- _Task instructions_:
Lines of the material that include the string "derive" should be returned.

──────── Records for this exercise ────────

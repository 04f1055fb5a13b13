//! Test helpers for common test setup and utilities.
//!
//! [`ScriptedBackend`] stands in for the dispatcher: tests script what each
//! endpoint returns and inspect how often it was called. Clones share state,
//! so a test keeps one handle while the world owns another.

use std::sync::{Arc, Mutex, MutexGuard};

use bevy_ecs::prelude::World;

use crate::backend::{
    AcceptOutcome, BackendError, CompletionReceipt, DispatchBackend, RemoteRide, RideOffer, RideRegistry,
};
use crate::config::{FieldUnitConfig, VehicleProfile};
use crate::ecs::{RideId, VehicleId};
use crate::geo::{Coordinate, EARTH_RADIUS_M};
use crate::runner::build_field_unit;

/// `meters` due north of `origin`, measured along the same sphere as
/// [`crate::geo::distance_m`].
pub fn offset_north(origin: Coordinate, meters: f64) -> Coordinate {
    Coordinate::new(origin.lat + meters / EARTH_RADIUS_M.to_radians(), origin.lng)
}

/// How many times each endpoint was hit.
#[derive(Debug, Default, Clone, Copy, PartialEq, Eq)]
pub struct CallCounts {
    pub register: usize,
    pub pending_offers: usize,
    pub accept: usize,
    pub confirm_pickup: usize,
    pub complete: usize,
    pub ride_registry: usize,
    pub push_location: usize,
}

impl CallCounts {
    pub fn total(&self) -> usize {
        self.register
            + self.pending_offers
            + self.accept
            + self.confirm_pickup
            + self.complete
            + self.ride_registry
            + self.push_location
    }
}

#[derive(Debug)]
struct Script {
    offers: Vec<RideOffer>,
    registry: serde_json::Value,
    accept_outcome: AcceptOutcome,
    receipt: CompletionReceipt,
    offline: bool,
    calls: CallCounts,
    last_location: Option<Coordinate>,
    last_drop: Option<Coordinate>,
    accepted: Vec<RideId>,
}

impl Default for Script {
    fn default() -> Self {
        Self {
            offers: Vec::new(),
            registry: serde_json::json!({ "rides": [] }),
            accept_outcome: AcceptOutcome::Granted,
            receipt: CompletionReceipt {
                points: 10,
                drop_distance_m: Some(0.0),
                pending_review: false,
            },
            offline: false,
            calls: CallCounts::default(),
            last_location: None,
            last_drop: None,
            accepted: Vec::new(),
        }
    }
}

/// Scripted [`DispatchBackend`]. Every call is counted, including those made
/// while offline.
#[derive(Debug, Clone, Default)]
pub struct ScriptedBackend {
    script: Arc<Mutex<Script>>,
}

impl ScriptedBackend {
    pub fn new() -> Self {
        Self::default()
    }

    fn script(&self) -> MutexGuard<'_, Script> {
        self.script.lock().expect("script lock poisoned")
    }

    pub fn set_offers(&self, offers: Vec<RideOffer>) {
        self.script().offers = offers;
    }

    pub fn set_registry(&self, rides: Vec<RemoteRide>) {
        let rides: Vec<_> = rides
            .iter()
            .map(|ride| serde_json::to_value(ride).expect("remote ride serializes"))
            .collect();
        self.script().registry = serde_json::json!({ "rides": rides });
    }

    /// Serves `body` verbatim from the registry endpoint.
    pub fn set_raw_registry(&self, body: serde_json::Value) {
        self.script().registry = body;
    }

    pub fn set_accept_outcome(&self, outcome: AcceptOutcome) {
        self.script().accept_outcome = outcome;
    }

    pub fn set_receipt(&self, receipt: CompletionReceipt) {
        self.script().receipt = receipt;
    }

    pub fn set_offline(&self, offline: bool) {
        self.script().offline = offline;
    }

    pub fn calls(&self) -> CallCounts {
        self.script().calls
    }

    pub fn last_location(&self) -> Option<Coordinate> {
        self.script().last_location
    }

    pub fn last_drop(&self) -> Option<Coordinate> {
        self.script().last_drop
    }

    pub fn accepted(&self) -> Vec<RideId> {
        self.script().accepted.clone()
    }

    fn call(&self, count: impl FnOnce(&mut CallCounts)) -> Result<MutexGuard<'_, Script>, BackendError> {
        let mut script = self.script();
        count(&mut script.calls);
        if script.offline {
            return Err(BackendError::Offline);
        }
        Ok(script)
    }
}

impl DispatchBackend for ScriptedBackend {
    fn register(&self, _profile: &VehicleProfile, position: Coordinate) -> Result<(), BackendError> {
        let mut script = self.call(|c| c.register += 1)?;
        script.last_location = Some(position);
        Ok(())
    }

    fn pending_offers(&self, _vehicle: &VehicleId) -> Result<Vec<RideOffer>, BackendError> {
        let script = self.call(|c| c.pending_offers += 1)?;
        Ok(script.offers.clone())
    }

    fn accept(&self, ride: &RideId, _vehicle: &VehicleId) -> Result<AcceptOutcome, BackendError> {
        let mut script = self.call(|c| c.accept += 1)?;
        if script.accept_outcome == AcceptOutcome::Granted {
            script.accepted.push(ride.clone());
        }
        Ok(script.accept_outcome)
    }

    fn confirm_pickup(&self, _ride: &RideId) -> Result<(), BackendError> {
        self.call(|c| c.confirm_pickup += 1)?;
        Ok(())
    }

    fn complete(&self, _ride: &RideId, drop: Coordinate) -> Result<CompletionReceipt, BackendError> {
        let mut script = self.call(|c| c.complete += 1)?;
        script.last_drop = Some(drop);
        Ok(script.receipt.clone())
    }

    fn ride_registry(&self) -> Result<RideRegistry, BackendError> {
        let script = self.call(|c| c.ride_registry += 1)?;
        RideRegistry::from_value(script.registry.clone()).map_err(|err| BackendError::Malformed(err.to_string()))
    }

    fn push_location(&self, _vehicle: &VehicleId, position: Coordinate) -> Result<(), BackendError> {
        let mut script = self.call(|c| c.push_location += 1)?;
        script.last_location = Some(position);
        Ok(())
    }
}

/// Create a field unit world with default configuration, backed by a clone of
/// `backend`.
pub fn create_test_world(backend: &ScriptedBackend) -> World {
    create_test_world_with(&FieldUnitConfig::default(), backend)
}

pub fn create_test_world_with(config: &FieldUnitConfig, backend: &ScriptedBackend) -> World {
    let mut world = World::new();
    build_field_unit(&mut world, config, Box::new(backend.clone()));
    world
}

────────
──────── Records for this exercise ────────

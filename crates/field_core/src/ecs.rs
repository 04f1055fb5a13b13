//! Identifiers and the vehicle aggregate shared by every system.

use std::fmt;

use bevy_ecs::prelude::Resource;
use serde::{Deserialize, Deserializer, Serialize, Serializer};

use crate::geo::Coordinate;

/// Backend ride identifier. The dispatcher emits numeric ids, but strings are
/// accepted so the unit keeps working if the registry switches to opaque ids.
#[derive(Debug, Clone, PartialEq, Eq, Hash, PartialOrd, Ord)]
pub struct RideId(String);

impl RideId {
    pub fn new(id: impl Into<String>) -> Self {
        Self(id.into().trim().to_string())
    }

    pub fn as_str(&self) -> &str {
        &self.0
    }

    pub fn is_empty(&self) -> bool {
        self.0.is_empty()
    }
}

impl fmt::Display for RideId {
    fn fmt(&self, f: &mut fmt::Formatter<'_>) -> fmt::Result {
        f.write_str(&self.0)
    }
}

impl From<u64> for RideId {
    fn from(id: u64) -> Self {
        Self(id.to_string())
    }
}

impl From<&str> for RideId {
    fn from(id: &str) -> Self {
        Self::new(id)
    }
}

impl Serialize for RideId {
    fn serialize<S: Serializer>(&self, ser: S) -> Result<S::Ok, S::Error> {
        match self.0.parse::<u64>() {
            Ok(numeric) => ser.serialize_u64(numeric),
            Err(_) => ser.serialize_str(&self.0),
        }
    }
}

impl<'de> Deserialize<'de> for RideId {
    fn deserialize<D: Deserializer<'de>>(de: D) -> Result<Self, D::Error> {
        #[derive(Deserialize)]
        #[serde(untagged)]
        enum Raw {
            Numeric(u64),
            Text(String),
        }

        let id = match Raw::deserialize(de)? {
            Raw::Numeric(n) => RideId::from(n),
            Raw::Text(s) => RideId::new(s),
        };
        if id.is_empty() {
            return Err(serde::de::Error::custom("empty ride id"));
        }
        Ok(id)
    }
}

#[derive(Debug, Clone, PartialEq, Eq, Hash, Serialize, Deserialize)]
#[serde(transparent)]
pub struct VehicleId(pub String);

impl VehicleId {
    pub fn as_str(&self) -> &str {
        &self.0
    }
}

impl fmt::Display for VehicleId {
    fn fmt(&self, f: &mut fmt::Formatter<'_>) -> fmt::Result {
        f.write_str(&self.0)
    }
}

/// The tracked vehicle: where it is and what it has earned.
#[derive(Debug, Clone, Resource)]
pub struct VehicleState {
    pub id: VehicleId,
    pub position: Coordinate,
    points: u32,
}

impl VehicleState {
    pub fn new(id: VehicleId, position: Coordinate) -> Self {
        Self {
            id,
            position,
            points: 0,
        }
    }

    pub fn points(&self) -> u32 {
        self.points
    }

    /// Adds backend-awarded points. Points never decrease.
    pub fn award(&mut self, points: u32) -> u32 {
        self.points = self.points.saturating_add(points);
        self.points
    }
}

────────

- _Reply to the task_:
#[derive(Debug, Default, Clone, Copy, PartialEq, Eq)]
#[derive(Debug)]
#[derive(Debug, Clone, Default)]
#[derive(Debug, Clone, PartialEq, Eq, Hash, PartialOrd, Ord)]
        #[derive(Deserialize)]
#[derive(Debug, Clone, PartialEq, Eq, Hash, Serialize, Deserialize)]
#[derive(Debug, Clone, Resource)]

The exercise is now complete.